The Australian Dollar (AUD) retraces its recent gains registered on Tuesday, edging lower on Wednesday. However, the US Dollar (USD) experienced depreciation due to downward pressure on US Treasury yields, consequently providing support to the AUD/USD pair. Additionally, the decline in the ASX 200 Index contributes to pressure on the AUD.

The Australian Industry Group (AiG) Industry Index showed improvement in February, rising to a reading of -5.3 from the previous -14.9. Similarly, the Manufacturing PMI came in at -7, compared to the prior reading of -12.6. According to Westpac’s summary of the Reserve Bank of Australia (RBA) March meeting minutes, the current cash rate level is considered suitable for the present circumstances, although conditions may change in the future.

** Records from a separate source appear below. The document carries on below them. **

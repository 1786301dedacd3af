//! # Task Registry
//!
//! Maps each plan task to its handle and tracks where it is in its
//! lifecycle. Handles are only ever obtained through here, so a task that
//! has been deleted can no longer be named.

use crate::error::OrchestrationError;
use crate::plan::{TaskName, TASK_COUNT};
use crate::task::TaskHandle;

/// Lifecycle of a plan task as seen by the orchestrator.
#[derive(Debug, Clone, Copy, PartialEq, Eq)]
pub enum Lifecycle {
    NotCreated,
    /// Ready or running; the scheduler decides which.
    Created,
    Suspended,
    Deleted,
}

#[derive(Debug, Clone, Copy)]
struct Entry {
    handle: Option<TaskHandle>,
    lifecycle: Lifecycle,
}

impl Entry {
    const VACANT: Self = Self {
        handle: None,
        lifecycle: Lifecycle::NotCreated,
    };
}

#[derive(Debug, Clone)]
pub struct Registry {
    entries: [Entry; TASK_COUNT],
}

impl Registry {
    pub const fn new() -> Self {
        Self {
            entries: [Entry::VACANT; TASK_COUNT],
        }
    }

    #[inline]
    pub fn lifecycle(&self, name: TaskName) -> Lifecycle {
        self.entries[name.index()].lifecycle
    }

    /// Handle of a live task.
    pub fn handle(&self, name: TaskName) -> Result<TaskHandle, OrchestrationError> {
        let entry = &self.entries[name.index()];
        match (entry.lifecycle, entry.handle) {
            (Lifecycle::Deleted, _) => Err(OrchestrationError::UseAfterDelete(name)),
            (_, Some(handle)) => Ok(handle),
            (_, None) => Err(OrchestrationError::NotCreated(name)),
        }
    }

    pub fn record_created(
        &mut self,
        name: TaskName,
        handle: TaskHandle,
    ) -> Result<(), OrchestrationError> {
        let entry = &mut self.entries[name.index()];
        if entry.lifecycle != Lifecycle::NotCreated {
            return Err(OrchestrationError::AlreadyCreated(name));
        }
        *entry = Entry {
            handle: Some(handle),
            lifecycle: Lifecycle::Created,
        };
        Ok(())
    }

    pub fn record_suspended(&mut self, name: TaskName) {
        self.transition(name, Lifecycle::Suspended);
    }

    /// Only a suspended task moves; resuming anything else is a no-op.
    pub fn record_resumed(&mut self, name: TaskName) {
        if self.lifecycle(name) == Lifecycle::Suspended {
            self.transition(name, Lifecycle::Created);
        }
    }

    /// Drops the handle for good.
    pub fn record_deleted(&mut self, name: TaskName) {
        let entry = &mut self.entries[name.index()];
        entry.handle = None;
        entry.lifecycle = Lifecycle::Deleted;
    }

    /// Tasks created and not yet deleted.
    pub fn alive(&self) -> impl Iterator<Item = TaskName> + '_ {
        TaskName::ALL.into_iter().filter(|&name| {
            matches!(self.lifecycle(name), Lifecycle::Created | Lifecycle::Suspended)
        })
    }

    fn transition(&mut self, name: TaskName, to: Lifecycle) {
        let entry = &mut self.entries[name.index()];
        if matches!(entry.lifecycle, Lifecycle::Created | Lifecycle::Suspended) {
            entry.lifecycle = to;
        }
    }
}

impl Default for Registry {
    fn default() -> Self {
        Self::new()
    }
}
//! # Baton Firmware
//!
//! Four tasks pass control down a priority ladder:
//!
//! | Task | Priority | Indicator | Script |
//! |------|----------|-----------|--------|
//! | A | 4 | LEDB | create B, C, D · suspend · blink 2× · suspend |
//! | B | 3 | LED1 | blink 3× · resume A · suspend |
//! | C | 2 | LED2 | blink 3× · suspend |
//! | D | 1 | LED3 | delete A, B, C · blink forever |
//!
//! Expected run order: A → B → A → B → C → D.
//!
//! On a Cortex-M4 target (`thumbv7em-none-eabihf`) this is the firmware.
//! On the host it replays the same plan in the simulator and prints the
//! trace.

#![cfg_attr(target_os = "none", no_std)]
#![cfg_attr(target_os = "none", no_main)]

#[cfg(target_os = "none")]
mod firmware {
    use cortex_m_rt::entry;
    use panic_halt as _;

    use baton::board::Board;
    use baton::config::WELCOME_TEXT;
    use baton::error::Fatal;
    use baton::kernel;
    use baton::runtime::{self, Semihosting};

    /// Firmware entry point. Builds the boot task and hands the CPU to
    /// the scheduler. Does not return.
    #[entry]
    fn main() -> ! {
        let mut board = Semihosting;

        let Some(cp) = cortex_m::Peripherals::take() else {
            runtime::halt(&mut board, Fatal::NoPeripherals);
        };

        board.emit(WELCOME_TEXT);

        if let Err(e) = kernel::init() {
            runtime::halt(&mut board, Fatal::Init(e));
        }
        if let Err(e) = runtime::bootstrap() {
            runtime::halt(&mut board, Fatal::Startup(e));
        }

        let err = kernel::start(cp);
        runtime::halt(&mut board, Fatal::SchedulerReturned(err))
    }
}

#[cfg(not(target_os = "none"))]
fn main() {
    use baton::config::WELCOME_TEXT;
    use baton::plan::HANDOFF;
    use baton::sim::Simulation;

    // Enough for the handoff sequence plus a few rounds of D's blinking.
    const STEPS: usize = 30;

    println!("{}", WELCOME_TEXT);

    let mut sim = Simulation::new(&HANDOFF);
    let result = sim.boot().and_then(|()| sim.run(STEPS));

    for event in sim.trace().events() {
        println!("{}", event);
    }
    if sim.trace().dropped() > 0 {
        println!("... {} events dropped", sim.trace().dropped());
    }

    let alive: Vec<&str> = sim.registry().alive().map(|t| t.as_str()).collect();
    println!("alive: {} · indicators: {:#07b}", alive.join(", "), sim.indicators());

    if let Err(e) = result {
        eprintln!("FATAL: {}", e);
        std::process::exit(1);
    }
}
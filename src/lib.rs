//! # Baton: priority-ladder task handoff
//!
//! A small preemptive kernel for ARM Cortex-M4 and a declarative plan of
//! four tasks that hand control to one another purely through priority
//! and lifecycle calls (create, suspend, resume, delete).
//!
//! ## Overview
//!
//! Task A boots alone at the top priority, creates B, C and D below it
//! and suspends. From there each handoff is a consequence of the
//! scheduler's one rule, the highest-priority ready task runs:
//!
//! ```text
//! A ──suspend──► B ──resume A──► A ──suspend──► B ──suspend──► C ──suspend──► D
//!                                                                     deletes A, B, C
//!                                                                     blinks forever
//! ```
//!
//! ## Architecture
//!
//! ```text
//! ┌────────────────────────────────────────────────────────┐
//! │      Plan (plan.rs) · Work (work.rs) · Board (board.rs) │
//! ├────────────────────────────────────────────────────────┤
//! │          Orchestrator (orchestrator.rs)                 │
//! │     bootstrap() · apply() · finish() · Registry         │
//! ├───────────────────────────┬────────────────────────────┤
//! │  Kernel API (kernel.rs)   │  Simulator (sim.rs)        │
//! │  runtime.rs · sync.rs     │  host-side, step by step   │
//! ├───────────────────────────┴────────────────────────────┤
//! │  Scheduler (scheduler.rs) · Task Model (task.rs)        │
//! ├────────────────────────────────────────────────────────┤
//! │  Arch Port (arch/cortex_m4.rs)                          │
//! │  PendSV · SysTick · Context Switch · Stack Init        │
//! └────────────────────────────────────────────────────────┘
//! ```
//!
//! The scheduler is plain data and runs anywhere. The kernel, runtime,
//! sync and arch layers only exist on the target (`target_os = "none"`);
//! on the host the simulator drives the same scheduler and orchestrator.
//!
//! ## Memory Model
//!
//! - **No heap**: all state is statically allocated
//! - **Fixed-size TCB array**: `[TaskControlBlock; MAX_TASKS]`
//! - **Per-task stack**: `[u8; STACK_SIZE]` inline in the TCB
//! - **Bounded buffers**: `heapless` for traces and messages
//! - **Critical sections**: `cortex_m::interrupt::free()` for shared state

#![cfg_attr(not(test), no_std)]

pub mod config;
pub mod task;
pub mod error;
pub mod scheduler;
pub mod board;
pub mod plan;
pub mod registry;
pub mod work;
pub mod orchestrator;
pub mod sim;

#[cfg(target_os = "none")]
pub mod arch;
#[cfg(target_os = "none")]
pub mod kernel;
#[cfg(target_os = "none")]
pub mod runtime;
#[cfg(target_os = "none")]
pub mod sync;
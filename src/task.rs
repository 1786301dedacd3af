//! # Task Control Block
//!
//! The task model shared by the scheduler, the bare-metal kernel and the
//! host simulator.
//!
//! A task is a name, a fixed priority and a lifecycle state. Tasks are
//! referred to through [`TaskHandle`]s, which are weak: a handle names a
//! scheduler slot *and* the generation of that slot, so a handle kept past
//! the deletion of its task no longer resolves.

use crate::config::{DEFAULT_TIME_SLICE, STACK_SIZE};

/// Scheduling priority. Higher value = more urgent; idle sits at 0.
pub type Priority = u8;

/// Scheduler tick counter. 32 bits wide and wrapping, like the hardware
/// tick of the target.
pub type Tick = u32;

// ---------------------------------------------------------------------------
// Task state machine
// ---------------------------------------------------------------------------

/// Lifecycle state of a task slot.
///
/// ```text
///   create()                schedule()
///  ─────────► ┌─────────┐ ─────────────► ┌─────────┐
///             │  Ready  │                │ Running │
///             └─────────┘ ◄───────────── └─────────┘
///                  ▲  │      preempt          │
///         resume() │  │ suspend()             │ suspend(self)
///                  │  ▼                       │
///             ┌───────────┐ ◄─────────────────┘
///             │ Suspended │
///             └───────────┘
///
///   delete() from any state ──► Deleted (terminal, slot reusable)
/// ```
#[derive(Debug, Clone, Copy, PartialEq, Eq)]
pub enum TaskState {
    /// Runnable, waiting for the CPU.
    Ready,
    /// Currently executing. Exactly one task is in this state once the
    /// scheduler has started.
    Running,
    /// Out of scheduling consideration until resumed.
    Suspended,
    /// Terminated. The slot is free and its generation has moved on.
    Deleted,
}

// ---------------------------------------------------------------------------
// Task handle
// ---------------------------------------------------------------------------

/// Opaque reference to a task, used to suspend, resume or delete it.
///
/// Handles do not own the task: the scheduler owns every TCB. A handle
/// stops resolving as soon as its task is deleted, even if the slot is
/// later reused by a new task.
#[derive(Debug, Clone, Copy, PartialEq, Eq)]
pub struct TaskHandle {
    slot: u8,
    generation: u32,
}

impl TaskHandle {
    pub(crate) const fn new(slot: usize, generation: u32) -> Self {
        Self {
            slot: slot as u8,
            generation,
        }
    }

    /// Scheduler slot this handle points at.
    #[inline]
    pub const fn slot(&self) -> usize {
        self.slot as usize
    }

    /// Generation of the slot at the time the task was created.
    #[inline]
    pub const fn generation(&self) -> u32 {
        self.generation
    }
}

// ---------------------------------------------------------------------------
// Task Control Block
// ---------------------------------------------------------------------------

/// Per-task stack, 8-byte aligned as AAPCS requires.
#[repr(C, align(8))]
pub struct Stack(pub [u8; STACK_SIZE]);

/// Task Control Block (TCB).
///
/// TCBs live in a fixed array inside the scheduler; nothing is allocated.
/// On the target, `stack_pointer` points into `stack` and is updated on
/// every context switch. The host simulator never touches either field.
pub struct TaskControlBlock {
    /// Human-readable task name.
    pub name: &'static str,

    /// Current lifecycle state.
    pub state: TaskState,

    /// Fixed at creation; never changed afterwards.
    pub priority: Priority,

    /// Bumped every time the slot is freed. Handles carry the generation
    /// they were issued with.
    pub generation: u32,

    /// Saved process stack pointer.
    pub stack_pointer: *mut u32,

    pub stack: Stack,

    /// Remaining ticks of the current time slice (round-robin among equal
    /// priorities).
    pub ticks_remaining: u32,

    /// Whether this slot holds a live task.
    pub active: bool,
}

// Safety: `stack_pointer` only ever points into the TCB's own stack, and
// TCBs are only touched inside critical sections or from PendSV.
unsafe impl Send for TaskControlBlock {}
unsafe impl Sync for TaskControlBlock {}

impl TaskControlBlock {
    /// A free slot. Used to initialize the static TCB array.
    pub const EMPTY: Self = Self {
        name: "",
        state: TaskState::Deleted,
        priority: 0,
        generation: 0,
        stack_pointer: core::ptr::null_mut(),
        stack: Stack([0u8; STACK_SIZE]),
        ticks_remaining: 0,
        active: false,
    };

    /// Occupy this slot with a new task in `Ready` state.
    pub fn init(&mut self, name: &'static str, priority: Priority) {
        self.name = name;
        self.state = TaskState::Ready;
        self.priority = priority;
        self.stack_pointer = core::ptr::null_mut();
        self.ticks_remaining = DEFAULT_TIME_SLICE;
        self.active = true;
    }

    /// Free this slot. Outstanding handles become stale.
    pub fn release(&mut self) {
        self.state = TaskState::Deleted;
        self.active = false;
        self.generation = self.generation.wrapping_add(1);
    }

    /// Runnable means Ready, or Running and still holding the CPU.
    #[inline]
    pub fn is_runnable(&self) -> bool {
        self.active && matches!(self.state, TaskState::Ready | TaskState::Running)
    }

    /// Does `handle` still refer to the task in this slot?
    #[inline]
    pub fn matches(&self, handle: TaskHandle) -> bool {
        self.active && self.generation == handle.generation()
    }

    /// Issue a handle for the task currently in `slot`.
    #[inline]
    pub fn handle(&self, slot: usize) -> TaskHandle {
        TaskHandle::new(slot, self.generation)
    }
}

// ---------------------------------------------------------------------------
// Unit tests (host-only)
// ---------------------------------------------------------------------------
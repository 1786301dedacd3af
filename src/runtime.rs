//! # Firmware Runtime
//!
//! Runs the handoff plan on the real scheduler. Each plan task gets an
//! `extern "C"` trampoline that walks its script: lifecycle steps go
//! through the shared [`Orchestrator`] inside one critical section, work
//! steps run with interrupts enabled so the tick keeps counting.
//!
//! Output goes over semihosting, so a debugger or QEMU shows both the
//! "Task X" lines and every indicator change.

use core::sync::atomic::{AtomicU8, Ordering};

use cortex_m_semihosting::hprintln;

use crate::board::{self, Board, Led};
use crate::error::{Fatal, OrchestrationError};
use crate::kernel::{Rtos, TaskEntry};
use crate::orchestrator::Orchestrator;
use crate::plan::{Step, TaskName, HANDOFF};
use crate::sync::Shared;
use crate::work;

static ORCHESTRATOR: Shared<Orchestrator<'static>> = Shared::new(Orchestrator::new(&HANDOFF));

/// On/off state of every indicator, one bit per [`Led`].
static INDICATORS: AtomicU8 = AtomicU8::new(0);

/// [`Board`] backed by the host debugger.
#[derive(Debug, Clone, Copy, Default)]
pub struct Semihosting;

impl Board for Semihosting {
    fn toggle(&mut self, led: Led) {
        let before = INDICATORS.fetch_xor(led.mask(), Ordering::Relaxed);
        let state = if before & led.mask() == 0 { "on" } else { "off" };
        hprintln!("{} {}", led, state);
    }

    fn emit(&mut self, line: &str) {
        hprintln!("{}", line);
    }
}

/// Validate the plan and create the boot task. Call after `kernel::init`
/// and before `kernel::start`.
pub fn bootstrap() -> Result<(), OrchestrationError> {
    ORCHESTRATOR.lock(|orchestrator| orchestrator.bootstrap(&mut Rtos).map(|_| ()))
}

/// Entry trampoline for a plan task.
pub fn entry_for(name: TaskName) -> TaskEntry {
    match name {
        TaskName::A => task_a,
        TaskName::B => task_b,
        TaskName::C => task_c,
        TaskName::D => task_d,
    }
}

extern "C" fn task_a() -> ! {
    run_task(TaskName::A)
}

extern "C" fn task_b() -> ! {
    run_task(TaskName::B)
}

extern "C" fn task_c() -> ! {
    run_task(TaskName::C)
}

extern "C" fn task_d() -> ! {
    run_task(TaskName::D)
}

fn run_task(me: TaskName) -> ! {
    let plan = ORCHESTRATOR.lock(|orchestrator| orchestrator.plan());
    let task = plan.task(me);
    let mut board = Semihosting;
    let mut rtos = Rtos;

    for step in task.steps {
        if step.is_lifecycle() {
            if let Err(e) = ORCHESTRATOR.lock(|orchestrator| orchestrator.apply(me, step, &mut rtos)) {
                halt(&mut board, Fatal::Orchestration(e));
            }
        } else if let Step::BlinkForever = step {
            loop {
                work::perform(task, step, &rtos, &mut board);
            }
        } else {
            work::perform(task, step, &rtos, &mut board);
        }
    }

    if let Err(e) = ORCHESTRATOR.lock(|orchestrator| orchestrator.finish(me, &mut rtos)) {
        halt(&mut board, Fatal::Orchestration(e));
    }

    // Deleted: the pended switch takes us off the CPU for good.
    loop {
        cortex_m::asm::wfi();
    }
}

/// Mask interrupts, report `reason` and halt. Nothing gets scheduled
/// once this is entered.
pub fn halt<B: Board + ?Sized>(board: &mut B, reason: Fatal) -> ! {
    cortex_m::interrupt::disable();
    board::fatal(board, reason)
}
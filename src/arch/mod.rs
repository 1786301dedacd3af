//! # Architecture Port
//!
//! Context switching and tick source for the bare-metal target. The rest
//! of the crate only sees `kernel`'s API.

pub mod cortex_m4;
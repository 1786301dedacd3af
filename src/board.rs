//! # Board
//!
//! The output side the tasks consume: indicators they can toggle and a
//! line-oriented debug channel. Bring-up of the actual pins and UART is
//! not Baton's business; the bare-metal runtime routes both through
//! semihosting and the simulator records them.

use core::fmt::{self, Write as _};

use heapless::String;

use crate::error::Fatal;

/// Indicator identifiers, named after the board's LEDs.
#[derive(Debug, Clone, Copy, PartialEq, Eq)]
pub enum Led {
    /// RGB blue channel (LEDB).
    Blue,
    /// RGB red channel (LEDR). Reserved for fatal errors.
    Red,
    Led1,
    Led2,
    Led3,
}

impl Led {
    pub const ALL: [Led; 5] = [Led::Blue, Led::Red, Led::Led1, Led::Led2, Led::Led3];

    /// Bit of this indicator in a packed on/off mask.
    #[inline]
    pub const fn mask(self) -> u8 {
        1 << self as u8
    }

    pub const fn as_str(self) -> &'static str {
        match self {
            Led::Blue => "LEDB",
            Led::Red => "LEDR",
            Led::Led1 => "LED1",
            Led::Led2 => "LED2",
            Led::Led3 => "LED3",
        }
    }
}

impl fmt::Display for Led {
    fn fmt(&self, f: &mut fmt::Formatter<'_>) -> fmt::Result {
        f.write_str(self.as_str())
    }
}

/// Output collaborator used by task scripts.
pub trait Board {
    /// Flip an indicator.
    fn toggle(&mut self, led: Led);

    /// Emit one line of debug text.
    fn emit(&mut self, line: &str);
}

/// Report `reason` on `board`, light the red indicator and panic.
///
/// The message is cut at 96 bytes. On the target the panic handler halts
/// the core.
pub fn fatal<B: Board + ?Sized>(board: &mut B, reason: Fatal) -> ! {
    let mut line: String<96> = String::new();
    let _ = write!(line, "FATAL: {}", reason);
    board.emit(&line);
    board.toggle(Led::Red);
    panic!("{}", line);
}
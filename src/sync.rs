//! # Synchronization Primitives
//!
//! Interrupt-safe access to state shared between tasks and the SysTick /
//! PendSV handlers. Single core, so masking interrupts is enough.
//!
//! Critical sections nest: a context switch requested inside one only
//! happens once the outermost section ends.

use core::cell::RefCell;

use cortex_m::interrupt::{self, CriticalSection, Mutex};

/// Execute a closure with interrupts disabled.
///
/// Interrupts are restored to their previous state on exit, so a pending
/// PendSV fires right after the outermost section.
#[inline]
pub fn critical_section<F, R>(f: F) -> R
where
    F: FnOnce(&CriticalSection) -> R,
{
    interrupt::free(f)
}

/// A value shared between tasks, only reachable inside a critical section.
pub struct Shared<T>(Mutex<RefCell<T>>);

impl<T> Shared<T> {
    pub const fn new(value: T) -> Self {
        Self(Mutex::new(RefCell::new(value)))
    }

    /// Borrow the value mutably for the duration of `f`.
    ///
    /// # Panics
    /// If `f` re-enters `lock` on the same value.
    pub fn lock<R>(&self, f: impl FnOnce(&mut T) -> R) -> R {
        critical_section(|cs| f(&mut self.0.borrow(cs).borrow_mut()))
    }
}
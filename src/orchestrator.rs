//! # Task Lifecycle Orchestrator
//!
//! Drives the plan's lifecycle steps (create, suspend, resume, delete)
//! through a [`Kernel`] and keeps the [`Registry`] in step with them.
//!
//! The orchestrator never decides who runs. It issues the call the
//! running task's script asks for, and the scheduler's priority rules do
//! the rest: a resume of a higher-priority task switches away before the
//! caller's next step, a self-suspend hands the CPU down.
//!
//! On the target every `apply` runs inside one critical section, so the
//! registry update and the kernel call land together and the context
//! switch they request happens right after.

use crate::error::{KernelError, OrchestrationError};
use crate::plan::{Plan, Step, TaskName, TaskPlan};
use crate::registry::Registry;
use crate::task::{Priority, TaskHandle};
use crate::work::TickSource;

/// The scheduler operations the orchestrator consumes.
pub trait Kernel: TickSource {
    /// Register `task` at its plan priority, in `Ready` state.
    fn create_task(&mut self, task: &TaskPlan) -> Result<TaskHandle, KernelError>;

    /// Suspend `target`, or the running task when `None`.
    fn suspend(&mut self, target: Option<TaskHandle>) -> Result<(), KernelError>;

    fn resume(&mut self, target: TaskHandle) -> Result<(), KernelError>;

    /// Delete `target`, or the running task when `None`.
    fn delete(&mut self, target: Option<TaskHandle>) -> Result<(), KernelError>;

    /// Priority of the running task, `None` before the scheduler starts.
    fn current_priority(&self) -> Option<Priority>;
}

pub struct Orchestrator<'p> {
    plan: &'p Plan,
    registry: Registry,
}

impl<'p> Orchestrator<'p> {
    pub const fn new(plan: &'p Plan) -> Self {
        Self {
            plan,
            registry: Registry::new(),
        }
    }

    #[inline]
    pub fn plan(&self) -> &'p Plan {
        self.plan
    }

    #[inline]
    pub fn registry(&self) -> &Registry {
        &self.registry
    }

    /// Validate the plan and create the boot task. Nothing else exists
    /// until the boot task runs.
    pub fn bootstrap<K: Kernel + ?Sized>(
        &mut self,
        kernel: &mut K,
    ) -> Result<TaskHandle, OrchestrationError> {
        self.plan.validate().map_err(OrchestrationError::InvalidPlan)?;

        let boot = self.plan.boot_task();
        let handle = kernel
            .create_task(boot)
            .map_err(|source| OrchestrationError::Kernel {
                task: boot.name,
                source,
            })?;
        self.registry.record_created(boot.name, handle)?;
        Ok(handle)
    }

    /// Carry out a lifecycle step on behalf of `me`, the running task.
    /// Work steps are not the orchestrator's; they pass through untouched.
    pub fn apply<K: Kernel + ?Sized>(
        &mut self,
        me: TaskName,
        step: &Step,
        kernel: &mut K,
    ) -> Result<(), OrchestrationError> {
        match *step {
            Step::Create(name) => self.create(name, kernel),
            Step::SuspendSelf => {
                self.registry.handle(me)?;
                kernel.suspend(None).map_err(kernel_error(me))?;
                self.registry.record_suspended(me);
                Ok(())
            }
            Step::Resume(name) => {
                let handle = self.registry.handle(name)?;
                kernel.resume(handle).map_err(kernel_error(name))?;
                self.registry.record_resumed(name);
                Ok(())
            }
            Step::Delete(name) => {
                let handle = self.registry.handle(name)?;
                kernel.delete(Some(handle)).map_err(kernel_error(name))?;
                self.registry.record_deleted(name);
                Ok(())
            }
            Step::Emit(_) | Step::Blink | Step::BlinkForever => Ok(()),
        }
    }

    /// `me` ran out of script. A task never just returns: it deletes itself.
    pub fn finish<K: Kernel + ?Sized>(
        &mut self,
        me: TaskName,
        kernel: &mut K,
    ) -> Result<(), OrchestrationError> {
        self.registry.handle(me)?;
        kernel.delete(None).map_err(kernel_error(me))?;
        self.registry.record_deleted(me);
        Ok(())
    }

    fn create<K: Kernel + ?Sized>(
        &mut self,
        name: TaskName,
        kernel: &mut K,
    ) -> Result<(), OrchestrationError> {
        let task = self.plan.task(name);

        // The plan's table is static, but the created task must still sit
        // below whoever creates it, or it would preempt mid-script.
        if let Some(creator) = kernel.current_priority() {
            if task.priority >= creator {
                return Err(OrchestrationError::PriorityNotBelowCreator {
                    created: name,
                    creator,
                });
            }
        }

        let handle = kernel.create_task(task).map_err(kernel_error(name))?;
        self.registry.record_created(name, handle)
    }
}

fn kernel_error(task: TaskName) -> impl FnOnce(KernelError) -> OrchestrationError {
    move |source| OrchestrationError::Kernel { task, source }
}

// ---------------------------------------------------------------------------
// Unit tests (host-only)
// ---------------------------------------------------------------------------
use std::env;
use std::fs;
use std::path::PathBuf;

fn main() {
    println!("cargo:rerun-if-changed=memory.x");
    println!("cargo:rerun-if-changed=build.rs");

    // Host builds (tests, the simulator binary) need no linker script.
    if env::var("CARGO_CFG_TARGET_OS").as_deref() != Ok("none") {
        return;
    }

    // memory.x goes next to cortex-m-rt's link.x, which INCLUDEs it.
    let out_dir = PathBuf::from(env::var("OUT_DIR").unwrap());
    fs::copy("memory.x", out_dir.join("memory.x")).unwrap();
    println!("cargo:rustc-link-search={}", out_dir.display());
    println!("cargo:rustc-link-arg-bins=-Tlink.x");
}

The US Dollar Index (DXY) encounters obstacles following dovish remarks from Federal Reserve (Fed) officials. Cleveland Fed President Loretta Mester indicated on Tuesday her anticipation of rate cuts later this year. Concurrently, San Francisco Fed President Mary Daly expressed her view that three rate cuts in 2024 appear “reasonable,” contingent upon further convincing evidence to solidify such a decision.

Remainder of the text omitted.